La riconquista talebana in Afghanistan ha già causato mezzo milione di sfollati interni e produrrà un ulteriore flusso di richiedenti asilo verso i Paesi limitrofi.

“Questi rifugiati hanno bisogno del nostro sostegno, sia materialmente che nella preghiera, mentre pensano alle vite di coloro che hanno lasciato in Afghanistan”, hanno scritto i vescovi della Papua Nuova Guinea rivolgendosi ai governi della regione, i quali dovrebbero creare “uno speciale programma umanitario per fornire un passaggio sicuro fuori dall'Afghanistan” a quanti sono più a rischio. 

Stanis Hulahu, responsabile per le migrazioni della Papua Nuova Guinea, durante la conferenza stampa ha dichiarato che il Paese, come altre nazioni melanesiane, non ha “un programma umanitario ben consolidato per far fronte a tale situazione”, ma si sta adoperando per gestire l’arrivo di richiedenti asilo in futuro. Verrà creata una commissione incaricata di stabilire chi ha diritto allo status di rifugiato. Hulahu ha invitato anche i vescovi a prendervi parte.

Intanto anche l'arcivescovo di Melbourne Mark Coleridge, presidente della Conferenza episcopale cattolica australiana, ha presentato le stesse richieste al governo australiano in una lettera del 19 agosto indirizzata al primo ministro Scott Morrison, garantendo che le agenzie di aiuto cattoliche “sono pronte ad assistere il governo nel ricollocamento dei rifugiati”.
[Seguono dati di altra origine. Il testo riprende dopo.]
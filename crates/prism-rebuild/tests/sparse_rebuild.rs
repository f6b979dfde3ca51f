mod common;

use std::collections::BTreeMap;

use common::*;
use prism_capture::*;
use prism_rebuild::{rebuild_state, Call, RebuildOptions};

const SPARSE_MEMORY: DeviceMemoryHandle = DeviceMemoryHandle(41);
const DEDICATED_MEMORY: DeviceMemoryHandle = DeviceMemoryHandle(42);
const SPARSE_BUFFER: BufferHandle = BufferHandle(40);
const DEDICATED_SPARSE_BUFFER: BufferHandle = BufferHandle(43);
const SPARSE_IMAGE: ImageHandle = ImageHandle(44);

fn bind(
    resource_offset: u64,
    size: u64,
    memory: DeviceMemoryHandle,
    memory_offset: u64,
) -> SparseMemoryBind {
    SparseMemoryBind {
        resource_offset,
        size,
        memory,
        memory_offset,
        flags: SparseMemoryBindFlags::empty(),
    }
}

fn sparse_snapshot() -> Snapshot {
    let mut snapshot = sample_snapshot();

    snapshot.device_memories.insert(
        SPARSE_MEMORY,
        DeviceMemoryObject {
            handle: SPARSE_MEMORY,
            device: DEVICE,
            allocation_size: 0x2000,
            memory_type_index: 1,
            dedicated: None,
            mapped_location: 0,
            mapped_offset: 0,
            mapped_size: 0,
        },
    );
    snapshot.memory_data.insert(SPARSE_MEMORY, vec![0x5a; 0x2000]);

    snapshot.device_memories.insert(
        DEDICATED_MEMORY,
        DeviceMemoryObject {
            handle: DEDICATED_MEMORY,
            device: DEVICE,
            allocation_size: 0x1000,
            memory_type_index: 1,
            dedicated: Some(DedicatedAllocation {
                image: ImageHandle::NULL,
                buffer: DEDICATED_SPARSE_BUFFER,
            }),
            mapped_location: 0,
            mapped_offset: 0,
            mapped_size: 0,
        },
    );
    snapshot
        .memory_data
        .insert(DEDICATED_MEMORY, vec![0x77; 0x1000]);

    snapshot.buffers.insert(
        SPARSE_BUFFER,
        BufferObject {
            handle: SPARSE_BUFFER,
            device: DEVICE,
            info: BufferCreateInfo {
                flags: BufferCreateFlags::SPARSE_BINDING,
                size: 0x200,
                usage: BufferUsage::STORAGE_BUFFER,
                sharing_mode: SharingMode::Exclusive,
                queue_family_indices: vec![0],
                dedicated: false,
            },
            memory: None,
            memory_offset: 0,
            sparse_bindings: BTreeMap::from([
                (0, bind(0, 0x100, SPARSE_MEMORY, 0)),
                (0x100, bind(0x100, 0x100, SPARSE_MEMORY, 0x100)),
            ]),
            memory_requirements: MemoryRequirements {
                size: 0x200,
                alignment: 0x100,
                memory_type_bits: 0b11,
            },
            last_bound_queue: Some(QUEUE),
        },
    );

    // Both sparse binds point at one dedicated allocation: its backing
    // memory must be created on demand, exactly once.
    snapshot.buffers.insert(
        DEDICATED_SPARSE_BUFFER,
        BufferObject {
            handle: DEDICATED_SPARSE_BUFFER,
            device: DEVICE,
            info: BufferCreateInfo {
                flags: BufferCreateFlags::SPARSE_BINDING,
                size: 0x200,
                usage: BufferUsage::STORAGE_BUFFER,
                sharing_mode: SharingMode::Exclusive,
                queue_family_indices: vec![0],
                dedicated: true,
            },
            memory: None,
            memory_offset: 0,
            sparse_bindings: BTreeMap::from([
                (0, bind(0, 0x100, DEDICATED_MEMORY, 0)),
                (0x100, bind(0x100, 0x100, DEDICATED_MEMORY, 0x100)),
            ]),
            memory_requirements: MemoryRequirements {
                size: 0x200,
                alignment: 0x100,
                memory_type_bits: 0b11,
            },
            last_bound_queue: Some(QUEUE),
        },
    );

    snapshot.images.insert(
        SPARSE_IMAGE,
        ImageObject {
            handle: SPARSE_IMAGE,
            device: DEVICE,
            info: ImageCreateInfo {
                flags: ImageCreateFlags::SPARSE_BINDING,
                usage: ImageUsage::TRANSFER_DST | ImageUsage::SAMPLED,
                layout: ImageLayout::ShaderReadOnly,
                ..image_info(
                    ImageUsage::TRANSFER_DST | ImageUsage::SAMPLED,
                    ImageLayout::ShaderReadOnly,
                )
            },
            aspect: ImageAspects::COLOR,
            memory: None,
            memory_offset: 0,
            opaque_sparse_bindings: BTreeMap::from([(0, bind(0, 0x400, SPARSE_MEMORY, 0x800))]),
            sparse_image_bindings: SparseImageBindings::new(),
            sparse_memory_requirements: BTreeMap::new(),
            memory_requirements: MemoryRequirements {
                size: 0x400,
                alignment: 0x100,
                memory_type_bits: 0b11,
            },
            last_bound_queue: Some(QUEUE),
            is_swapchain_image: false,
        },
    );

    snapshot
}

#[test]
fn sparse_buffer_bindings_are_replayed_in_one_submission() {
    let r = rebuild_state(&sparse_snapshot(), &RebuildOptions::default()).unwrap();

    let bind_calls: Vec<_> = r
        .commands
        .iter()
        .filter_map(|c| match &c.call {
            Call::QueueBindSparse { info, .. } => Some(info),
            _ => None,
        })
        .filter(|info| info.buffer_binds.iter().any(|b| b.buffer == SPARSE_BUFFER))
        .collect();
    assert_eq!(bind_calls.len(), 1, "one bind-sparse submission per buffer");
    assert_eq!(bind_calls[0].buffer_binds[0].binds.len(), 2);
}

#[test]
fn fully_bound_sparse_buffer_content_is_copied_per_bind() {
    let r = rebuild_state(&sparse_snapshot(), &RebuildOptions::default()).unwrap();

    let regions = r
        .commands
        .iter()
        .find_map(|c| match &c.call {
            Call::Record {
                command: RecordedCommand::CopyBuffer { dst, regions, .. },
                ..
            } if *dst == SPARSE_BUFFER => Some(regions.clone()),
            _ => None,
        })
        .expect("sparse buffer content must be primed");
    let dst_offsets: Vec<u64> = regions.iter().map(|r| r.dst_offset).collect();
    assert_eq!(dst_offsets, vec![0, 0x100]);
}

#[test]
fn dedicated_sparse_backing_memory_is_created_once() {
    let r = rebuild_state(&sparse_snapshot(), &RebuildOptions::default()).unwrap();

    let allocations = r
        .commands
        .iter()
        .filter(|c| matches!(
            &c.call,
            Call::AllocateMemory { memory, .. } if *memory == DEDICATED_MEMORY
        ))
        .count();
    assert_eq!(allocations, 1);

    // Created on demand in the buffer pass, not in the memory pass: the
    // owning buffer is created first.
    let buffer_index = r
        .commands
        .iter()
        .position(|c| matches!(
            &c.call,
            Call::CreateBuffer { buffer, .. } if *buffer == DEDICATED_SPARSE_BUFFER
        ))
        .unwrap();
    let memory_index = r
        .commands
        .iter()
        .position(|c| matches!(
            &c.call,
            Call::AllocateMemory { memory, .. } if *memory == DEDICATED_MEMORY
        ))
        .unwrap();
    assert!(buffer_index < memory_index);
}

#[test]
fn opaque_bound_sparse_image_is_bound_and_primed() {
    let r = rebuild_state(&sparse_snapshot(), &RebuildOptions::default()).unwrap();

    assert!(r.commands.iter().any(|c| matches!(
        &c.call,
        Call::QueueBindSparse { info, .. }
            if info.image_opaque_binds.iter().any(|b| b.image == SPARSE_IMAGE)
    )));

    // Fully covered by its one opaque bind, so the whole image is primed
    // through a buffer copy.
    assert!(r.commands.iter().any(|c| matches!(
        &c.call,
        Call::Record {
            command: RecordedCommand::CopyBufferToImage { dst, .. },
            ..
        } if *dst == SPARSE_IMAGE
    )));
}

#[test]
fn unbound_sparse_buffer_content_is_left_undefined() {
    let mut snapshot = sparse_snapshot();
    // Punch a hole: only the first half of the buffer stays bound.
    snapshot
        .buffers
        .get_mut(&SPARSE_BUFFER)
        .unwrap()
        .sparse_bindings
        .remove(&0x100);

    let r = rebuild_state(&snapshot, &RebuildOptions::default()).unwrap();
    assert!(
        !r.commands.iter().any(|c| matches!(
            &c.call,
            Call::Record {
                command: RecordedCommand::CopyBuffer { dst, .. },
                ..
            } if *dst == SPARSE_BUFFER
        )),
        "partially bound non-resident buffer must not be primed"
    );
}
#[derive(Clone, Debug, Default)]
pub struct PhysicalDeviceObject {
    pub handle: PhysicalDeviceHandle,
    pub instance: InstanceHandle,
    pub properties: PhysicalDeviceProperties,
    pub memory_properties: MemoryProperties,
    /// Keyed by queue family index.
    pub queue_family_properties: BTreeMap<u32, QueueFamilyProperties>,
}

#[derive(Clone, Debug)]
pub struct SurfaceObject {
    pub handle: SurfaceHandle,
    pub instance: InstanceHandle,
    pub kind: SurfaceKind,
}

/// One queue requested at device creation.
#[derive(Clone, Copy, Debug, Default)]
pub struct DeviceQueueConfig {
    pub family: u32,
    pub index: u32,
    pub priority: f32,
}

#[derive(Clone, Debug, Default)]
pub struct DeviceObject {
    pub handle: DeviceHandle,
    pub physical_device: PhysicalDeviceHandle,
    pub enabled_layers: Vec<String>,
    pub enabled_extensions: Vec<String>,
    pub enabled_features: Vec<u32>,
    pub queues: Vec<DeviceQueueConfig>,
}

#[derive(Clone, Copy, Debug, Default)]
pub struct QueueObject {
    pub handle: QueueHandle,
    pub device: DeviceHandle,
    pub family: u32,
    pub index: u32,
}

#[derive(Clone, Debug)]
pub struct SwapchainObject {
    pub handle: SwapchainHandle,
    pub device: DeviceHandle,
    pub surface: SurfaceHandle,
    pub format: Format,
    pub color_space: ColorSpace,
    pub extent: Extent2D,
    pub array_layers: u32,
    pub usage: ImageUsage,
    pub sharing_mode: SharingMode,
    pub queue_family_indices: Vec<u32>,
    pub pre_transform: SurfaceTransform,
    pub composite_alpha: CompositeAlpha,
    pub present_mode: PresentMode,
    pub clipped: bool,
    /// Presentable images, in acquisition-index order.
    pub images: Vec<ImageHandle>,
}

/// Dedicated-allocation metadata attached to a memory allocation, naming the
/// single resource the allocation exists for.
#[derive(Clone, Copy, Debug, PartialEq, Eq)]
pub struct DedicatedAllocation {
    pub image: ImageHandle,
    pub buffer: BufferHandle,
}

#[derive(Clone, Debug, Default)]
pub struct DeviceMemoryObject {
    pub handle: DeviceMemoryHandle,
    pub device: DeviceHandle,
    pub allocation_size: u64,
    pub memory_type_index: u32,
    pub dedicated: Option<DedicatedAllocation>,
    /// Non-zero when the allocation was host-mapped at capture time.
    pub mapped_location: u64,
    pub mapped_offset: u64,
    pub mapped_size: u64,
}

/// One opaque sparse bind: a run of the resource's address space backed by a
/// run of a memory allocation.
#[derive(Clone, Copy, Debug, PartialEq, Eq)]
pub struct SparseMemoryBind {
    pub resource_offset: u64,
    pub size: u64,
    pub memory: DeviceMemoryHandle,
    pub memory_offset: u64,
    pub flags: SparseMemoryBindFlags,
}

/// One sparse image block bind at (aspect, layer, mip).
#[derive(Clone, Copy, Debug, PartialEq, Eq)]
pub struct SparseImageMemoryBind {
    pub offset: Offset3D,
    pub extent: Extent3D,
    pub memory: DeviceMemoryHandle,
    pub memory_offset: u64,
    pub flags: SparseMemoryBindFlags,
}

/// Nested per-aspect → per-layer → per-mip → per-block sparse image binds,
/// mirroring how the capture layer records them.
pub type SparseImageBindings =
    BTreeMap<ImageAspects, BTreeMap<u32, BTreeMap<u32, Vec<SparseImageMemoryBind>>>>;

#[derive(Clone, Copy, Debug, Default, PartialEq, Eq)]
pub struct SparseImageFormatProperties {
    pub aspect_mask: ImageAspects,
    pub flags: SparseImageFormatFlags,
    pub image_granularity: Extent3D,
}

#[derive(Clone, Copy, Debug, Default, PartialEq, Eq)]
pub struct SparseImageMemoryRequirements {
    pub format_properties: SparseImageFormatProperties,
    pub image_mip_tail_first_lod: u32,
    pub image_mip_tail_size: u64,
    pub image_mip_tail_offset: u64,
    pub image_mip_tail_stride: u64,
}

#[derive(Clone, Debug, Default)]
pub struct BufferCreateInfo {
    pub flags: BufferCreateFlags,
    pub size: u64,
    pub usage: BufferUsage,
    pub sharing_mode: SharingMode,
    pub queue_family_indices: Vec<u32>,
    pub dedicated: bool,
}

#[derive(Clone, Debug, Default)]
pub struct BufferObject {
    pub handle: BufferHandle,
    pub device: DeviceHandle,
    pub info: BufferCreateInfo,
    pub memory: Option<DeviceMemoryHandle>,
    pub memory_offset: u64,
    /// Keyed by resource byte offset.
    pub sparse_bindings: BTreeMap<u64, SparseMemoryBind>,
    pub memory_requirements: MemoryRequirements,
    pub last_bound_queue: Option<QueueHandle>,
}

#[derive(Clone, Debug)]
pub struct ImageCreateInfo {
    pub flags: ImageCreateFlags,
    pub image_type: ImageType,
    pub format: Format,
    pub extent: Extent3D,
    pub mip_levels: u32,
    pub array_layers: u32,
    pub samples: u32,
    pub tiling: ImageTiling,
    pub usage: ImageUsage,
    pub sharing_mode: SharingMode,
    pub queue_family_indices: Vec<u32>,
    pub layout: ImageLayout,
    pub dedicated: bool,
}

#[derive(Clone, Debug)]
pub struct ImageObject {
    pub handle: ImageHandle,
    pub device: DeviceHandle,
    pub info: ImageCreateInfo,
    pub aspect: ImageAspects,
    pub memory: Option<DeviceMemoryHandle>,
    pub memory_offset: u64,
    /// Opaque sparse binds keyed by resource byte offset.
    pub opaque_sparse_bindings: BTreeMap<u64, SparseMemoryBind>,
    pub sparse_image_bindings: SparseImageBindings,
    /// Keyed by aspect mask of the requirement entry.
    pub sparse_memory_requirements: BTreeMap<ImageAspects, SparseImageMemoryRequirements>,
    pub memory_requirements: MemoryRequirements,
    pub last_bound_queue: Option<QueueHandle>,
    pub is_swapchain_image: bool,
}

#[derive(Clone, Debug)]
pub struct SamplerObject {
    pub handle: SamplerHandle,
    pub device: DeviceHandle,
    pub info: SamplerCreateInfo,
}

#[derive(Clone, Debug, Default)]
pub struct SamplerCreateInfo {
    pub mag_filter: Filter,
    pub min_filter: Filter,
    pub mipmap_mode: SamplerMipmapMode,
    pub address_mode_u: SamplerAddressMode,
    pub address_mode_v: SamplerAddressMode,
    pub address_mode_w: SamplerAddressMode,
    pub mip_lod_bias: f32,
    pub anisotropy_enable: bool,
    pub max_anisotropy: f32,
    pub compare_enable: bool,
    pub compare_op: CompareOp,
    pub min_lod: f32,
    pub max_lod: f32,
    pub border_color: BorderColor,
    pub unnormalized_coordinates: bool,
}

#[derive(Clone, Copy, Debug)]
pub struct FenceObject {
    pub handle: FenceHandle,
    pub device: DeviceHandle,
    pub signaled: bool,
}

#[derive(Clone, Copy, Debug)]
pub struct SemaphoreObject {
    pub handle: SemaphoreHandle,
    pub device: DeviceHandle,
    pub signaled: bool,
    pub last_queue: QueueHandle,
}

#[derive(Clone, Copy, Debug)]
pub struct EventObject {
    pub handle: EventHandle,
    pub device: DeviceHandle,
    pub signaled: bool,
}

#[derive(Clone, Copy, Debug)]
pub struct CommandPoolObject {
    pub handle: CommandPoolHandle,
    pub device: DeviceHandle,
    pub flags: CommandPoolCreateFlags,
    pub queue_family_index: u32,
}

#[derive(Clone, Copy, Debug)]
pub struct PipelineCacheObject {
    pub handle: PipelineCacheHandle,
    pub device: DeviceHandle,
}

#[derive(Clone, Debug)]
pub struct DescriptorSetLayoutBinding {
    pub descriptor_type: DescriptorType,
    pub count: u32,
    pub stages: ShaderStageFlags,
    pub immutable_samplers: Vec<SamplerHandle>,
}

#[derive(Clone, Debug)]
pub struct DescriptorSetLayoutObject {
    pub handle: DescriptorSetLayoutHandle,
    pub device: DeviceHandle,
    /// Keyed by binding number.
    pub bindings: BTreeMap<u32, DescriptorSetLayoutBinding>,
}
Il presule ha poi chiesto che Canberra fornisca almeno 20mila visti umanitari per chi proviene dall'Afghanistan. Sarebbero circa 17mila richieste in più rispetto alle attuali disposizioni.

"Nostro dovere morale è stare dalla parte di quanti hanno sostenuto le forze militari australiane come interpreti o in altre vesti, e che probabilmente andranno incontro a  rappresaglie e persino alla morte per il loro lavoro”, ha scritto l'arcivescovo. “Dovremmo anche offrire rifugio agli altri afghani che probabilmente subiranno persecuzioni o rischieranno di essere uccisi a causa della loro opposizione ai talebani, o a causa del loro credo, dei loro valori e del loro stile di vita, compresi i membri della comunità cristiana”.